Edgar Castro’s case against the Phoenix Police shines a light on police brutality and the continued injustices of the war on drugs.
Photo courtesy of Phoenix Police Department
‘The case brought widespread attention to the issues of police brutality and abuse of power, particular as it relates to law enforcement’s ongoing war against cannabis and the people who use it.
Back in September 2016, Edgar Castro, then 19, was pulled over for speeding. Officers found a small amount of marijuana in his vehicle. They demanded he eat the weed to avoid being arrested and taken to jail, Castro later said, reports The Arizona Republic.
Castro, handcuffed in the back of a police cruiser, ate about a gram of cannabis as officers searched his car. He reported getting sick as a result.
After the search, Castro was instructed to sit on the ground. Officer McFadden told him to eat the weed, or he’d be going to jail. Castro asked Officer Pina if he actually had to eat the cannabis, to which Pina responded, “Yeah! You need to eat it.”
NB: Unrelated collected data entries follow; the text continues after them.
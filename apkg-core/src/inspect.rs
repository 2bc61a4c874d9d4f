use serde::Serialize;
use std::fs::File;
use std::io::{self, BufReader, Read, Seek, SeekFrom};
use std::path::{Path, PathBuf};
use thiserror::Error;

use crate::format::{ArchiveHeader, IndexRecord, HEADER_LEN, RECORD_LEN};

#[derive(Debug, Error)]
pub enum InspectError {
    #[error("cannot open archive {path:?}: {source}")]
    Open {
        path: PathBuf,
        #[source]
        source: io::Error,
    },

    #[error("archive {path:?} is truncated or unreadable: {source}")]
    Read {
        path: PathBuf,
        #[source]
        source: io::Error,
    },

    #[error("archive {path:?} declares {count} entries but is only {file_len} bytes long")]
    IndexTruncated { path: PathBuf, count: u32, file_len: u64 },

    #[error("entry {index} ({start}..{end}) lies past the end of the {file_len}-byte archive")]
    EntryOutOfBounds { index: usize, start: u64, end: u64, file_len: u64 },

    #[error("entry {index} out of range ({count} entries)")]
    NoSuchEntry { index: usize, count: usize },
}

/// Decoded header and index of an archive on disk.
#[derive(Clone, Debug, Serialize)]
pub struct ArchiveLayout {
    pub header: ArchiveHeader,
    pub records: Vec<IndexRecord>,
    /// Length of the archive file in bytes.
    pub file_len: u64,
}

/// A broken layout invariant.
#[derive(Clone, Debug, PartialEq, Eq)]
pub enum LayoutIssue {
    DataStartMismatch { declared: u32, expected: u64 },
    StartMismatch { index: usize, declared: u32, expected: u64 },
    LengthMismatch { file_len: u64, expected: u64 },
}

impl std::fmt::Display for LayoutIssue {
    fn fmt(&self, f: &mut std::fmt::Formatter<'_>) -> std::fmt::Result {
        match self {
            LayoutIssue::DataStartMismatch { declared, expected } => {
                write!(f, "data start is {declared}, expected {expected}")
            }
            LayoutIssue::StartMismatch { index, declared, expected } => {
                write!(f, "entry {index} starts at {declared}, expected {expected}")
            }
            LayoutIssue::LengthMismatch { file_len, expected } => {
                write!(f, "archive is {file_len} bytes, expected {expected}")
            }
        }
    }
}

impl ArchiveLayout {
    /// Sum of all record sizes.
    pub fn data_len(&self) -> u64 {
        self.records.iter().map(|r| r.size as u64).sum()
    }

    /// Check offsets and lengths against each other and the file size.
    pub fn check(&self) -> Vec<LayoutIssue> {
        let mut issues = Vec::new();
        let expected_start =
            HEADER_LEN as u64 + RECORD_LEN as u64 * self.header.entry_count as u64;
        if self.header.data_start_offset as u64 != expected_start {
            issues.push(LayoutIssue::DataStartMismatch {
                declared: self.header.data_start_offset,
                expected: expected_start,
            });
        }
        let mut pos = 0u64;
        for (index, r) in self.records.iter().enumerate() {
            if r.start as u64 != pos {
                issues.push(LayoutIssue::StartMismatch { index, declared: r.start, expected: pos });
            }
            pos += r.size as u64;
        }
        let expected = expected_start + pos;
        if self.file_len != expected {
            issues.push(LayoutIssue::LengthMismatch { file_len: self.file_len, expected });
        }
        issues
    }
}

/// Read header and index of the archive at `path`.
pub fn read_layout(path: &Path) -> Result<ArchiveLayout, InspectError> {
    let f = File::open(path)
        .map_err(|source| InspectError::Open { path: path.to_path_buf(), source })?;
    let rerr = |source| InspectError::Read { path: path.to_path_buf(), source };
    let file_len = f.metadata().map_err(rerr)?.len();
    let mut r = BufReader::new(f);
    let header = ArchiveHeader::read_from(&mut r).map_err(rerr)?;
    // Header fields are untrusted: size the index by what the file can hold.
    let index_len = RECORD_LEN as u64 * header.entry_count as u64;
    if index_len > file_len.saturating_sub(HEADER_LEN as u64) {
        return Err(InspectError::IndexTruncated {
            path: path.to_path_buf(),
            count: header.entry_count,
            file_len,
        });
    }
    let mut records = Vec::with_capacity(header.entry_count as usize);
    for _ in 0..header.entry_count {
        records.push(IndexRecord::read_from(&mut r).map_err(rerr)?);
    }
    Ok(ArchiveLayout { header, records, file_len })
}

/// Bytes of entry `index`, located through `layout`.
pub fn read_entry(path: &Path, layout: &ArchiveLayout, index: usize) -> Result<Vec<u8>, InspectError> {
    let rec = layout
        .records
        .get(index)
        .ok_or(InspectError::NoSuchEntry { index, count: layout.records.len() })?;
    let start = layout.header.data_start_offset as u64 + rec.start as u64;
    let end = start + rec.size as u64;
    if end > layout.file_len {
        return Err(InspectError::EntryOutOfBounds { index, start, end, file_len: layout.file_len });
    }
    let mut f = File::open(path)
        .map_err(|source| InspectError::Open { path: path.to_path_buf(), source })?;
    let rerr = |source| InspectError::Read { path: path.to_path_buf(), source };
    f.seek(SeekFrom::Start(start)).map_err(rerr)?;
    let mut buf = vec![0u8; rec.size as usize];
    f.read_exact(&mut buf).map_err(rerr)?;
    Ok(buf)
}

#[cfg(test)]
mod tests {
    use super::*;

    fn layout(data_start: u32, recs: &[(u64, u32, u32)], file_len: u64) -> ArchiveLayout {
        ArchiveLayout {
            header: ArchiveHeader {
                format_version: crate::format::FORMAT_VERSION,
                entry_count: recs.len() as u32,
                data_start_offset: data_start,
            },
            records: recs.iter().map(|&(id, start, size)| IndexRecord { id, start, size }).collect(),
            file_len,
        }
    }

    #[test]
    fn consistent_layout_has_no_issues() {
        let l = layout(44, &[(1, 0, 3), (2, 3, 5)], 52);
        assert!(l.check().is_empty());
        assert_eq!(l.data_len(), 8);
    }

    #[test]
    fn detects_gaps_and_truncation() {
        let l = layout(40, &[(1, 0, 3), (2, 4, 5)], 50);
        let issues = l.check();
        assert!(issues.contains(&LayoutIssue::DataStartMismatch { declared: 40, expected: 44 }));
        assert!(issues.contains(&LayoutIssue::StartMismatch { index: 1, declared: 4, expected: 3 }));
        assert!(issues.contains(&LayoutIssue::LengthMismatch { file_len: 50, expected: 52 }));
    }

    #[test]
    fn entry_past_end_is_refused_before_reading() {
        let l = layout(28, &[(1, 0, u32::MAX)], 30);
        let err = read_entry(Path::new("/nonexistent/never-opened.bin"), &l, 0).unwrap_err();
        assert!(matches!(err, InspectError::EntryOutOfBounds { index: 0, start: 28, file_len: 30, .. }), "{err:?}");
    }

    #[test]
    fn huge_entry_count_in_tiny_file_is_refused() {
        let td = tempfile::tempdir().unwrap();
        let p = td.path().join("corrupt.bin");
        let header = ArchiveHeader { format_version: 0x100, entry_count: u32::MAX, data_start_offset: 12 };
        std::fs::write(&p, header.to_bytes()).unwrap();
        let err = read_layout(&p).unwrap_err();
        assert!(matches!(err, InspectError::IndexTruncated { count: u32::MAX, file_len: 12, .. }), "{err:?}");
    }
}
use std::fs::{self, File};
use std::io::{self, BufWriter, Read, Write};
use std::path::{Path, PathBuf};
use thiserror::Error;
use tracing::{debug, info};

use crate::format::{ArchiveHeader, IndexRecord, ARCHIVE_EXTENSION};
use crate::manifest::AssetManifest;
use crate::path_safety::{self, PathPolicy, UnsafePath};

const COPY_BUF: usize = 64 * 1024;

#[derive(Clone, Copy, Debug, Default)]
pub struct BuildOptions {
    pub policy: PathPolicy,
}

#[derive(Debug, Error)]
pub enum ProbeError {
    #[error("{0}")]
    Io(#[from] io::Error),
    #[error("not a regular file")]
    NotAFile,
    #[error("{0} bytes does not fit a 32-bit size")]
    TooLarge(u64),
}

#[derive(Debug, Error)]
pub enum BuildError {
    #[error("{0} entries do not fit a 32-bit index")]
    TooManyEntries(usize),

    #[error("manifest line {line}: {source}")]
    UnsafePath {
        line: usize,
        #[source]
        source: UnsafePath,
    },

    #[error("unable to get file size from file: {path:?}, at line: {line} ({source})")]
    Probe {
        path: PathBuf,
        line: usize,
        #[source]
        source: ProbeError,
    },

    #[error("data segment exceeds 4 GiB at file: {path:?}, at line: {line}")]
    DataTooLarge { path: PathBuf, line: usize },

    #[error("cannot create archive {path:?}: {source}")]
    Create {
        path: PathBuf,
        #[source]
        source: io::Error,
    },

    #[error("unable to read data from file: {path:?} ({source})")]
    Read {
        path: PathBuf,
        #[source]
        source: io::Error,
    },

    #[error("file {path:?} changed size during build: indexed {expected} bytes, copied {actual}")]
    SizeChanged { path: PathBuf, expected: u32, actual: u64 },

    #[error("cannot write archive {path:?}: {source}")]
    Write {
        path: PathBuf,
        #[source]
        source: io::Error,
    },
}

impl BuildError {
    /// Manifest line of the offending entry, for errors raised while indexing.
    pub fn line(&self) -> Option<usize> {
        match self {
            BuildError::UnsafePath { line, .. }
            | BuildError::Probe { line, .. }
            | BuildError::DataTooLarge { line, .. } => Some(*line),
            _ => None,
        }
    }
}

/// Size of the file at `path` from its metadata, without reading it.
pub fn probe_size(path: &Path) -> Result<u32, ProbeError> {
    let md = fs::metadata(path)?;
    if !md.is_file() {
        return Err(ProbeError::NotAFile);
    }
    u32::try_from(md.len()).map_err(|_| ProbeError::TooLarge(md.len()))
}

/// Default archive path for a manifest: its extension replaced by `apkg.bin`.
pub fn default_output_path(manifest_path: &Path) -> PathBuf {
    manifest_path.with_extension(ARCHIVE_EXTENSION)
}

/// Header, index and resolved source files of an archive, before any byte is written.
#[derive(Clone, Debug)]
pub struct ArchivePlan {
    pub header: ArchiveHeader,
    pub records: Vec<IndexRecord>,
    pub sources: Vec<PathBuf>,
}

impl ArchivePlan {
    pub fn data_len(&self) -> u64 {
        self.records.last().map_or(0, IndexRecord::end)
    }

    pub fn archive_len(&self) -> u64 {
        self.header.data_start_offset as u64 + self.data_len()
    }
}

#[derive(Clone, Copy, Debug, PartialEq, Eq)]
pub struct BuildReport {
    pub entries: usize,
    pub data_bytes: u64,
    pub archive_bytes: u64,
}

/// Resolve every entry against `base_dir` and lay out the index.
/// Records follow manifest order; each starts where the previous one ends.
pub fn plan(
    manifest: &AssetManifest,
    base_dir: &Path,
    opts: &BuildOptions,
) -> Result<ArchivePlan, BuildError> {
    let count = u32::try_from(manifest.len())
        .map_err(|_| BuildError::TooManyEntries(manifest.len()))?;
    let header =
        ArchiveHeader::new(count).ok_or(BuildError::TooManyEntries(manifest.len()))?;

    let mut records = Vec::with_capacity(manifest.len());
    let mut sources = Vec::with_capacity(manifest.len());
    let mut end_pos: u32 = 0;
    for entry in manifest {
        let path = path_safety::resolve(base_dir, &entry.rel_path, opts.policy)
            .map_err(|source| BuildError::UnsafePath { line: entry.line, source })?;
        let size = probe_size(&path).map_err(|source| BuildError::Probe {
            path: path.clone(),
            line: entry.line,
            source,
        })?;
        debug!(id = entry.id, start = end_pos, size, path = %path.display(), "indexed");
        records.push(IndexRecord { id: entry.id, start: end_pos, size });
        end_pos = end_pos
            .checked_add(size)
            .ok_or_else(|| BuildError::DataTooLarge { path: path.clone(), line: entry.line })?;
        sources.push(path);
    }
    Ok(ArchivePlan { header, records, sources })
}

/// Build the archive for `manifest` at `output`, resolving asset paths against `base_dir`.
pub fn build(manifest: &AssetManifest, base_dir: &Path, output: &Path) -> Result<BuildReport, BuildError> {
    build_with_options(manifest, base_dir, output, &BuildOptions::default())
}

pub fn build_with_options(
    manifest: &AssetManifest,
    base_dir: &Path,
    output: &Path,
    opts: &BuildOptions,
) -> Result<BuildReport, BuildError> {
    info!(entries = manifest.len(), output = %output.display(), "building archive");
    // Truncate first: a failed build must not leave an earlier archive behind.
    let out = create_output(output)?;
    let plan = plan(manifest, base_dir, opts)?;
    write_into(&plan, out, output)?;
    let report = BuildReport {
        entries: plan.records.len(),
        data_bytes: plan.data_len(),
        archive_bytes: plan.archive_len(),
    };
    info!(entries = report.entries, bytes = report.archive_bytes, "archive written");
    Ok(report)
}

/// Write header, index, then every source file's bytes in index order.
pub fn write_archive(plan: &ArchivePlan, output: &Path) -> Result<(), BuildError> {
    let out = create_output(output)?;
    write_into(plan, out, output)
}

fn create_output(output: &Path) -> Result<File, BuildError> {
    File::create(output).map_err(|source| BuildError::Create { path: output.to_path_buf(), source })
}

fn write_into(plan: &ArchivePlan, f: File, output: &Path) -> Result<(), BuildError> {
    let mut out = BufWriter::new(f);
    let werr = |source| BuildError::Write { path: output.to_path_buf(), source };

    plan.header.write_to(&mut out).map_err(werr)?;
    for rec in &plan.records {
        rec.write_to(&mut out).map_err(werr)?;
    }

    let mut buf = vec![0u8; COPY_BUF];
    for (rec, src) in plan.records.iter().zip(&plan.sources) {
        let copied = copy_file(src, &mut out, &mut buf, output)?;
        if copied != rec.size as u64 {
            return Err(BuildError::SizeChanged {
                path: src.clone(),
                expected: rec.size,
                actual: copied,
            });
        }
    }
    out.flush().map_err(werr)?;
    Ok(())
}

fn copy_file(
    src: &Path,
    out: &mut impl Write,
    buf: &mut [u8],
    output: &Path,
) -> Result<u64, BuildError> {
    let rerr = |source| BuildError::Read { path: src.to_path_buf(), source };
    let mut f = File::open(src).map_err(rerr)?;
    let mut copied = 0u64;
    loop {
        let n = match f.read(buf) {
            Ok(0) => break,
            Ok(n) => n,
            Err(e) if e.kind() == io::ErrorKind::Interrupted => continue,
            Err(e) => return Err(rerr(e)),
        };
        out.write_all(&buf[..n])
            .map_err(|source| BuildError::Write { path: output.to_path_buf(), source })?;
        copied += n as u64;
    }
    Ok(copied)
}
use axum::response::Json;
use serde_json::{Value, json};

pub async fn health() -> Json<Value> {
    Json(json!({
        "status": "ok",
        "name": env!("CARGO_PKG_NAME"),
        "version": env!("CARGO_PKG_VERSION")
    }))
}
use std::collections::HashMap;

use axum::{Extension, extract::Query, response::Html};

use crate::{
    spotify::auth,
    types::{CallbackOutcome, CallbackState},
};

// Drops `code` / `error` from the address bar without reloading the page.
const STRIP_QUERY: &str = "<script>history.replaceState(null, '', location.pathname);</script>";

/// Receives the authorization redirect and hands its outcome to the session.
pub async fn callback(
    Query(params): Query<HashMap<String, String>>,
    Extension(shared_state): Extension<CallbackState>,
) -> Html<String> {
    let Some(outcome) = auth::detect_callback(&params) else {
        return Html("<h4>Missing authorization code.</h4>".to_string());
    };

    let page = match &outcome {
        CallbackOutcome::Code(_) => {
            "<h2>Authorization received.</h2><p>You can close this window and return to the terminal.</p>"
        }
        CallbackOutcome::Cancelled(_) => {
            "<h2>Authorization cancelled.</h2><p>Return to the terminal to try again.</p>"
        }
    };

    *shared_state.lock().await = Some(outcome);

    Html(format!("{}{}", page, STRIP_QUERY))
}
When Castro asked for his phone so he could record the incident, Officer McFadden reportedly said if Castro grabbed his phone, he’d be shot. Castro was unarmed at the time.
After being issued traffic tickets, Castro was released. He had in February planned to seek up to $3.5 million in his initial notice of claim in the case. The suit, when it was filed in October, sought undisclosed punitive and compensatory damages, alleging civil rights violations and emotional distress, reports The Associated Press.
The three Phoenix police officers involved — Michael J. Carnicle, Jason E. McFadden and Richard G. Pina — quickly resigned. Additionally, Lt. Jeff Farrior, who had been told about the allegations but didn’t launch an investigation, was demoted to sergeant. Castro in October had filed a lawsuit against the city and the officers involved. Phoenix agreed last month to settle out of court for $100,000. The Phoenix City Council signed off on the settlement.
Justice won’t be complete until police change their marijuana policies, Castro said.
“The officers who violated me did it because they felt like they could. They felt like their uniforms made it okay for them to be racist bullies and treat me like a second-class citizen. There should be systems in place to make sure these sick individuals never carry a gun or badge again.”